[Collected data entries]
────────────────────

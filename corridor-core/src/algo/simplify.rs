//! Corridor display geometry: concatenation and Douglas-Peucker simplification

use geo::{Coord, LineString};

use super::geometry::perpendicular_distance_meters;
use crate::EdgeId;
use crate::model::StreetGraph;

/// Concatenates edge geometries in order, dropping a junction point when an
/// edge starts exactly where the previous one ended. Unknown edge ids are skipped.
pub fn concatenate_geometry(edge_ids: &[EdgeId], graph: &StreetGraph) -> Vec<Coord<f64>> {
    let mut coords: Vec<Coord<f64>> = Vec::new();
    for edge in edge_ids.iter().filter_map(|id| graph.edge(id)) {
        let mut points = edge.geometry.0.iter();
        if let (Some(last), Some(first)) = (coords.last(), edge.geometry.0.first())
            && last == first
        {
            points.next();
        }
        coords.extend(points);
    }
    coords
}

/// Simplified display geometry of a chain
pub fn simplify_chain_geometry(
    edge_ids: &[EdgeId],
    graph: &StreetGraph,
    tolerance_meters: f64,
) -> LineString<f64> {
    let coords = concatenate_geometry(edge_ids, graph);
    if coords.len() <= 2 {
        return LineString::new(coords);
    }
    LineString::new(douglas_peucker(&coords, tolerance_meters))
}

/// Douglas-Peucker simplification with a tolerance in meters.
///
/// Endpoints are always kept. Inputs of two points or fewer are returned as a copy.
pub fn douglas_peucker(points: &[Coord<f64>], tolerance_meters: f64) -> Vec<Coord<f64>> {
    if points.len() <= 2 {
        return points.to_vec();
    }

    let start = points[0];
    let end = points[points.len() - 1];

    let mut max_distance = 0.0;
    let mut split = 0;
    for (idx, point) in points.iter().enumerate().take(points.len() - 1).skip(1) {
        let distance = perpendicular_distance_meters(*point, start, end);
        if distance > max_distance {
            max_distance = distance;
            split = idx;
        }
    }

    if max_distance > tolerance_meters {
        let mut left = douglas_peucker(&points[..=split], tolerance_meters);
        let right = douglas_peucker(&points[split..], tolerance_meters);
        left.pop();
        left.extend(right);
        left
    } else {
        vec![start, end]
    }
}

────────────────────

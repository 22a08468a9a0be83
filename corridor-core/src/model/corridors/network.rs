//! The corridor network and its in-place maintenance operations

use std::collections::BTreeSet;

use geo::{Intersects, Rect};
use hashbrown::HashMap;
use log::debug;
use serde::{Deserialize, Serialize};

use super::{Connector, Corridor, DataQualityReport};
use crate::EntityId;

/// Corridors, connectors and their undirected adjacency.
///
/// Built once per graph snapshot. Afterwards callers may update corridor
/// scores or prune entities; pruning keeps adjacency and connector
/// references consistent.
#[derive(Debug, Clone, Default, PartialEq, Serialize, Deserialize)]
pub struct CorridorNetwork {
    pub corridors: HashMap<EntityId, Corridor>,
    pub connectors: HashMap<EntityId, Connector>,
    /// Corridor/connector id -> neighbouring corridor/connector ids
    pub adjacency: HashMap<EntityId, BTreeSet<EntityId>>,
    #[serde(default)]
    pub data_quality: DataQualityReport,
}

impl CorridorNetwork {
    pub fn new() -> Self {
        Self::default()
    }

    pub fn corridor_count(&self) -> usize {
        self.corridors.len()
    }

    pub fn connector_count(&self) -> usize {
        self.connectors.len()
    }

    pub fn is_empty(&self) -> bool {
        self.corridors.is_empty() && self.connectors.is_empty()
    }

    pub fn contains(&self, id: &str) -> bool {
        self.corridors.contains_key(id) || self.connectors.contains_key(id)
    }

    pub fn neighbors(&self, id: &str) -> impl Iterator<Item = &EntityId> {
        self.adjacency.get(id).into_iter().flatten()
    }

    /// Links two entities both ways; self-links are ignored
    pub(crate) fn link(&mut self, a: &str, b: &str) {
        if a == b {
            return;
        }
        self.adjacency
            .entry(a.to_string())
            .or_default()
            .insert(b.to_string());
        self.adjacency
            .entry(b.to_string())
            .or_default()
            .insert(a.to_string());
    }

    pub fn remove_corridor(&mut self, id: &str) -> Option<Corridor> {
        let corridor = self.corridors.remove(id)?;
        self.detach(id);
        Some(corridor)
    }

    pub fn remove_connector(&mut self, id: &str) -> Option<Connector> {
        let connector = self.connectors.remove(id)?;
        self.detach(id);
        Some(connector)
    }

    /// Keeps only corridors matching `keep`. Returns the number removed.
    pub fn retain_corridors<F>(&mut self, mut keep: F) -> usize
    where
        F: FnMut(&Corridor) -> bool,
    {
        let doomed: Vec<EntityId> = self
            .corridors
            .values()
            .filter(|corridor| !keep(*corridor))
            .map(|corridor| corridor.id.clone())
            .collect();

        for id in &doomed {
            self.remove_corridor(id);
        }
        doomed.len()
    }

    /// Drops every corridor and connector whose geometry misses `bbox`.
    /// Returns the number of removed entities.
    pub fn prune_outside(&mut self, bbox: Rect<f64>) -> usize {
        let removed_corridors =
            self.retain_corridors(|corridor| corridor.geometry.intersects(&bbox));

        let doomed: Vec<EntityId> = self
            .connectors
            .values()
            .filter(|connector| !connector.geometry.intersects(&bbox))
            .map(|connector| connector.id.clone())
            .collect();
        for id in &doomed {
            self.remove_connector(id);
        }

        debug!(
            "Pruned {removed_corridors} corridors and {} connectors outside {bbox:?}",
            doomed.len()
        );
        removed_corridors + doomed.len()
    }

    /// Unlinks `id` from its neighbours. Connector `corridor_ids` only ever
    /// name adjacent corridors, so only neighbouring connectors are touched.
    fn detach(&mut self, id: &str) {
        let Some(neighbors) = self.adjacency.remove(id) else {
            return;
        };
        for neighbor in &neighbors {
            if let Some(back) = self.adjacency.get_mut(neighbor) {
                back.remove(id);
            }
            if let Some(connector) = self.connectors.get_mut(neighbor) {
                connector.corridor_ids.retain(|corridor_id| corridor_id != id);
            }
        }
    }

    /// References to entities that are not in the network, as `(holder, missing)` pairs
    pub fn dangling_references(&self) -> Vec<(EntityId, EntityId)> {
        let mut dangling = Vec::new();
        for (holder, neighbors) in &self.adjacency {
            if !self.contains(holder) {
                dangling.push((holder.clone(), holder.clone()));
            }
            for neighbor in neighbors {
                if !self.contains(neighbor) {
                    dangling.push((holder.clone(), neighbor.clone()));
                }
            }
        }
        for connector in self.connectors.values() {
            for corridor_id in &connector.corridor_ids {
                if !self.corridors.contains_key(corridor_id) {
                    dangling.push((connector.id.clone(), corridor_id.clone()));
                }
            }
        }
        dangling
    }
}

────────────────────

> _INSTRUCTIONS TO FOLLOW_: Across the records above, count the lines holding "crate" and reply with that number alone.

> _EXERCISE RESULT_: 4